In sum, in the eyes of the Jewish Left, neither Israel nor Judaism itself should survive. “The triumph of ethics over Judaism is ultimately the triumph of philosophical morality”—once Kantian, now neo-Marxist—over “religious law out of the sources of Revelation.” But if rationalist ethics “were sufficient, then there’d be no need for a religious legal code,” as human thought would suffice to guide human action. “Most liberal Jews involved in general social justice activism are either indifferent to pursuing their agenda within a Jewish context or positively opposed to doing so,” preferring “to do their work without any Jewish connection.” That makes sense, from their standpoint, since “social justice and Judaism are fundamentally at odds with one another,” beginning with the underlying question of the reality of the God of the Bible. Or, to put it more comprehensively, “unlike Judaism, which is built upon a personal God, Revelation, the particularistic covenant, and the commandment, Jewish social justice holds a preference for man, Creation, universalistic morality, and reason”—not reason as such, but reason unassisted by divine Revelation.
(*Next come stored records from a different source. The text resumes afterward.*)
//! Destination planning: one `YYYY-MM` bucket directory per upload month.

use std::collections::HashMap;
use std::path::{Path, PathBuf};

use chrono::{DateTime, Utc};

use crate::catalog::Catalog;
use crate::fs::FileSystem;

/// Outcome of planning one catalog.
#[derive(Debug, Clone, Copy, Default, PartialEq, Eq)]
pub struct PlanReport {
    /// Entries that now have a destination directory.
    pub planned: usize,
    /// Entries without an upload timestamp.
    pub undated: usize,
    /// Entries whose bucket directory could not be created.
    pub failed: usize,
}

/// Returns the UTC `YYYY-MM` bucket for an upload timestamp.
#[must_use]
pub fn bucket_for(uploaded_at: i64) -> Option<String> {
    DateTime::<Utc>::from_timestamp(uploaded_at, 0).map(|dt| dt.format("%Y-%m").to_string())
}

/// Assigns each dated entry a `base/YYYY-MM` destination and creates the
/// directories.
///
/// Entries without a timestamp keep `download_path == None`. When a bucket
/// cannot be created its entries are left unplanned and the downloader will
/// skip them. Running this twice over the same catalog is harmless.
pub async fn plan_directories<F>(catalog: &mut Catalog, base: &Path, fs: &F) -> PlanReport
where
    F: FileSystem + ?Sized,
{
    let mut report = PlanReport::default();
    let mut buckets: HashMap<String, Option<PathBuf>> = HashMap::new();

    for entry in catalog.entries_mut() {
        let Some(bucket) = entry.uploaded_at.and_then(bucket_for) else {
            report.undated += 1;
            continue;
        };

        if !buckets.contains_key(&bucket) {
            let dir = base.join(&bucket);
            let created = match fs.create_dir_all(&dir).await {
                Ok(()) => Some(dir),
                Err(e) => {
                    log::error!("Failed to create {}: {e}", dir.display());
                    None
                }
            };
            buckets.insert(bucket.clone(), created);
        }

        match buckets.get(&bucket).cloned().flatten() {
            Some(dir) => {
                entry.download_path = Some(dir);
                report.planned += 1;
            }
            None => {
                entry.download_path = None;
                report.failed += 1;
            }
        }
    }

    log::info!(
        "Planned {} entries under {} ({} undated, {} failed)",
        report.planned,
        base.display(),
        report.undated,
        report.failed
    );
    report
}
//! Shared per-batch progress state and its fixed-layout rendering.

use std::sync::{Mutex, PoisonError};

/// Width of the separator between worker lines and the summary line.
pub const SEPARATOR_WIDTH: usize = 30;

/// Receives a full redraw of the progress view.
///
/// Implementations replace whatever they showed before with `lines`; the
/// number of lines is fixed for a batch.
pub trait ProgressSink: Send + Sync {
    /// Clears the previous view and draws `lines`.
    fn redraw(&self, lines: &[String]);
}

/// A sink that discards every redraw.
#[derive(Debug, Clone, Copy, Default)]
pub struct NoProgress;

impl ProgressSink for NoProgress {
    fn redraw(&self, _lines: &[String]) {}
}

/// Progress of one download batch.
#[derive(Debug, Clone, PartialEq, Eq)]
pub struct ProgressState {
    /// Label shown on the summary line (the category name).
    pub label: String,
    /// Number of files downloaded so far.
    pub completed: usize,
    /// Batch size.
    pub total: usize,
    /// Filename most recently finished by each worker slot.
    pub worker_slots: Vec<String>,
}

impl ProgressState {
    /// Creates a state with `slots` empty worker slots.
    #[must_use]
    pub fn new(label: impl Into<String>, total: usize, slots: usize) -> Self {
        Self {
            label: label.into(),
            completed: 0,
            total,
            worker_slots: vec![String::new(); slots],
        }
    }

    /// Renders the fixed layout: one line per worker, a separator, a summary.
    #[must_use]
    pub fn render(&self) -> Vec<String> {
        let mut lines: Vec<String> = self
            .worker_slots
            .iter()
            .enumerate()
            .map(|(i, name)| format!("Worker {}: {name}", i + 1))
            .collect();
        lines.push("-".repeat(SEPARATOR_WIDTH));
        lines.push(format!(
            "{}: processing {}/{}",
            self.label, self.completed, self.total
        ));
        lines
    }
}

/// Guards a [`ProgressState`] and redraws a sink on every completion.
pub struct ProgressReporter<'a> {
    state: Mutex<ProgressState>,
    sink: &'a dyn ProgressSink,
}

impl<'a> ProgressReporter<'a> {
    /// Starts reporting a batch.
    #[must_use]
    pub fn new(state: ProgressState, sink: &'a dyn ProgressSink) -> Self {
        Self {
            state: Mutex::new(state),
            sink,
        }
    }

    /// Draws the initial, empty view.
    pub fn draw(&self) {
        let state = self.state.lock().unwrap_or_else(PoisonError::into_inner);
        self.sink.redraw(&state.render());
    }

    /// Records a finished download in `slot` and redraws.
    ///
    /// The slot update, the counter increment and the redraw all happen
    /// while the lock is held. Out-of-range slots wrap around.
    pub fn record_completion(&self, slot: usize, filename: &str) {
        let mut state = self.state.lock().unwrap_or_else(PoisonError::into_inner);
        let slots = state.worker_slots.len();
        if slots > 0 {
            filename.clone_into(&mut state.worker_slots[slot % slots]);
        }
        state.completed += 1;
        self.sink.redraw(&state.render());
    }

    #[cfg(test)]
    fn snapshot(&self) -> ProgressState {
        self.state
            .lock()
            .unwrap_or_else(PoisonError::into_inner)
            .clone()
    }
}

#[cfg(test)]
pub(crate) mod tests {
    use super::*;

    /// Keeps every frame it is asked to draw.
    #[derive(Default)]
    pub(crate) struct RecordingSink {
        pub(crate) frames: Mutex<Vec<Vec<String>>>,
    }

    impl RecordingSink {
        pub(crate) fn frames(&self) -> Vec<Vec<String>> {
            self.frames.lock().unwrap().clone()
        }
    }

    impl ProgressSink for RecordingSink {
        fn redraw(&self, lines: &[String]) {
            self.frames.lock().unwrap().push(lines.to_vec());
        }
    }

    #[test]
    fn render_layout() {
        let mut state = ProgressState::new("photos", 3, 2);
        state.worker_slots[0] = "a.jpg".to_string();
        state.completed = 1;
        assert_eq!(
            state.render(),
            vec![
                "Worker 1: a.jpg".to_string(),
                "Worker 2: ".to_string(),
                "-".repeat(30),
                "photos: processing 1/3".to_string(),
            ]
        );
    }

    #[test]
    fn completion_updates_slot_count_and_redraws() {
        let sink = RecordingSink::default();
        let reporter = ProgressReporter::new(ProgressState::new("videos", 2, 2), &sink);

        reporter.record_completion(1, "clip.mp4");

        let state = reporter.snapshot();
        assert_eq!(state.completed, 1);
        assert_eq!(state.worker_slots, vec!["", "clip.mp4"]);
        let frames = sink.frames();
        assert_eq!(frames.len(), 1);
        assert_eq!(frames[0].last().unwrap(), "videos: processing 1/2");
    }

    #[test]
    fn slot_index_wraps() {
        let sink = NoProgress;
        let reporter = ProgressReporter::new(ProgressState::new("x", 5, 3), &sink);
        reporter.record_completion(4, "late.jpg");
        assert_eq!(reporter.snapshot().worker_slots[1], "late.jpg");
    }

    #[test]
    fn concurrent_completions_are_all_counted() {
        let sink = RecordingSink::default();
        let reporter = ProgressReporter::new(ProgressState::new("x", 400, 4), &sink);

        std::thread::scope(|scope| {
            for t in 0..8 {
                let reporter = &reporter;
                scope.spawn(move || {
                    for i in 0..50 {
                        reporter.record_completion(t, &format!("t{t}-{i}"));
                    }
                });
            }
        });

        let state = reporter.snapshot();
        assert_eq!(state.completed, 400);
        assert_eq!(sink.frames().len(), 400);
        // every frame's counter is distinct: no two redraws saw the same state
        let mut counters: Vec<String> = sink
            .frames()
            .iter()
            .map(|f| f.last().unwrap().clone())
            .collect();
        counters.dedup();
        assert_eq!(counters.len(), 400);
    }

    mod property_tests {
        use super::*;
        use proptest::prelude::*;

        proptest! {
            #[test]
            fn render_has_slots_plus_two_lines(slots in 0usize..64, done in 0usize..1000) {
                let mut state = ProgressState::new("c", done, slots);
                state.completed = done;
                let lines = state.render();
                prop_assert_eq!(lines.len(), slots + 2);
                let expected = format!("c: processing {done}/{done}");
                prop_assert_eq!(lines.last().unwrap(), &expected);
            }
        }
    }
}
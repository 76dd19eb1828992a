//! On-disk snapshot of an aggregated catalog.

use std::path::{Path, PathBuf};

use crate::catalog::Catalog;
use crate::error::Result;

/// Returns the snapshot path for a category.
#[must_use]
pub fn snapshot_path(dir: &Path, category: &str) -> PathBuf {
    dir.join(format!("{category}.json"))
}

/// Writes `catalog` as pretty-printed JSON to `<dir>/<category>.json`.
///
/// The file is written next to its destination and renamed into place, so
/// a reader never sees a half-written snapshot.
///
/// # Errors
///
/// Returns an error if the directory cannot be created or the file cannot
/// be written.
pub fn write(catalog: &Catalog, dir: &Path, category: &str) -> Result<PathBuf> {
    std::fs::create_dir_all(dir)?;

    let path = snapshot_path(dir, category);
    let tmp_path = path.with_extension("json.tmp");

    let json = serde_json::to_string_pretty(catalog)?;
    std::fs::write(&tmp_path, json)?;
    std::fs::rename(&tmp_path, &path)?;

    log::info!(
        "Wrote {} entries for {category} to {}",
        catalog.files.len(),
        path.display()
    );
    Ok(path)
}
Meanwhile, it is “inconceivable that advocates of Jewish social justice would tell African-Americans or Muslims that ultimately they should abandon their particular cultures, practices, or beliefs”; “the Jewish people alone must become obsolete.”
But, according to the Bible (Genesis 22:18), “through Abraham’s progeny all the peoples of the earth will be blessed.” That being so, “Jews and non-Jews alike should be alarmed by the prospect of tikkun olam succeeding in assimilating the Jewish People into all of humanity, for then that blessing will be no more.”